As the children respond with a resounding yes, Holly continues. “Miss Rice has sent us a letter explaining a problem, and she needs some help. We are going to have to work together to help her figure it out. I will read the letter to you.

Dear children,

I have a lovely story that I want to surprise some preschoolers with, but I am in a bit of a pickle. I am going to buy one puppet that appears in the story, but I can’t decide which one. I was wondering if you could listen to the story and help me decide which puppet to buy.

Thank you,

Miss Rice, preschool teacher

When Holly asked her students if they were ready to help Miss Rice solve her problem, the excitement in the room was high. The instructional unit that followed was designed and taught to two classes of kindergarten children. Our goals were to present a driving question to motivate the process of statistical investigation, to genuinely engage children in the stages of statistical investigation, and to facilitate them in experiencing an alternative data collection method. In an elementary school classroom, data are usually collected through surveys (asking people their favorite ice-cream flavor) or observing events (counting the colors of cars in the parking lot).
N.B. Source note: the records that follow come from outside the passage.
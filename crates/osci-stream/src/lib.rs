#![forbid(unsafe_code)]

pub mod b64;
pub mod canonizer;
pub mod storeio;
pub mod writer;

pub use canonizer::Canonizer;
pub use writer::CanonicalWriter;
//! PSG tone and noise generators
//!
//! Both generators are clocked at the PSG internal rate (master clock / 8).

/// Square-wave generator for one voice.
///
/// The output flips every `period` internal ticks, giving a frequency of
/// `master_clock / (16 * period)`.
#[derive(Clone, Debug, Default)]
pub struct ToneGenerator {
    counter: u32,
    period: u32,
    output: bool,
}

impl ToneGenerator {
    /// Create a silent generator with period 0.
    pub fn new() -> Self {
        Self::default()
    }

    /// Set the 12-bit period.
    #[inline]
    pub fn set_period(&mut self, period: u32) {
        self.period = period;
    }

    /// Current period.
    #[inline]
    pub fn period(&self) -> u32 {
        self.period
    }

    /// Periods 0 and 1 toggle every tick, which the DAC resolves as half amplitude.
    #[inline]
    pub fn is_half_amplitude(&self) -> bool {
        self.period <= 1
    }

    /// Advance one internal tick and return the output level.
    #[inline]
    pub fn tick(&mut self) -> bool {
        self.counter += 1;
        if self.counter >= self.period {
            self.output = !self.output;
            self.counter = 0;
        }
        self.output
    }

    /// Return to power-on state.
    pub fn reset(&mut self) {
        self.counter = 0;
        self.period = 0;
        self.output = false;
    }
}

/// Shared noise source: a 17-bit Galois LFSR clocked at half the tone rate.
#[derive(Clone, Debug)]
pub struct NoiseGenerator {
    counter: u32,
    period: u32,
    lfsr: u32,
    output: bool,
    half_tick: bool,
}

impl NoiseGenerator {
    /// Create a generator with the LFSR seeded to 1.
    pub fn new() -> Self {
        Self {
            counter: 0,
            period: 0,
            lfsr: 1,
            output: false,
            half_tick: false,
        }
    }

    /// Set the 5-bit period (0 behaves like 1).
    #[inline]
    pub fn set_period(&mut self, period: u32) {
        self.period = period;
    }

    /// Advance one internal tick and return the output level.
    #[inline]
    pub fn tick(&mut self) -> bool {
        self.half_tick = !self.half_tick;
        if self.half_tick {
            self.counter += 1;
            if self.counter >= self.period.max(1) {
                // Taps at bits 13 and 16
                let lsb = self.lfsr & 1;
                self.lfsr >>= 1;
                if lsb != 0 {
                    self.lfsr ^= 0x12000;
                }
                self.output = lsb != 0;
                self.counter = 0;
            }
        }
        self.output
    }

    /// Return to power-on state.
    pub fn reset(&mut self) {
        self.counter = 0;
        self.period = 0;
        self.lfsr = 1;
        self.output = false;
        self.half_tick = false;
    }
}

impl Default for NoiseGenerator {
    fn default() -> Self {
        Self::new()
    }
}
A survey is a popular and effective data collection method (compare Cook 2008); neverthleless, we wanted the children to experience an alternative method of data collection, namely observation.

The use of children’s literature has been found to support the development of mathematical concepts (Marston, Muir, and Levy 2013). Young children can collect and represent data regarding the occurrence of repeated words and phrases in rhymes (e.g., “Hickory Dickory Dock”) and stories (e.g., Goodnight Moon) (Van de Walle 2013), but we wanted them to experience statistics also as a tool to investigate everyday problems. So, we presented the children with an ordinary problem: What puppet should a teacher buy for her class? To solve the problem, they would have to collect data to identify the character that appeared most frequently in a piece of children’s literature. After struggling to find a suitable story, we decided to create our own (see the online appendix).

Teaching the instructional unit

We used the five-stage PPDAC (problem, plan, data, analysis, conclusion) cycle (Wild and Pfannkuch 1999) as a guiding framework for the unit (see fig. 1). We selected the PPDAC structure because it engages children in carrying out the activities that real statisticians engage in during statistical investigations: asking questions, planning data collection, analyzing data, and drawing conclusions. This structure offers children ownership over the mathematics, and it supports analysis, reasoning, and mathematical discourse in the classroom. Furthermore, this structure analogizes the work of a statistical investigator as becoming a detective, that is, a data detective.

Stage 1: The problem

We selected a driving question, closely related to a children’s story, which generated curiosity and motivated the students to want to collect data. We presented the question in the form of a letter that their teacher read to the class. The letter from a preschool teacher requested help in selecting a puppet for her classroom. We discussed the problem to ensure that the children understood what was required of them; that is, they were to help the teacher choose a puppet to buy.

Stage 2: The plan (procedures used to collect the data)

Young children are inexperienced in collecting and recording data. Before introducing the story, we provided practice in collecting and recording data using informal tallying. Rather than teach formal tallying, we intended that the students would use tallying approaches that felt natural to them.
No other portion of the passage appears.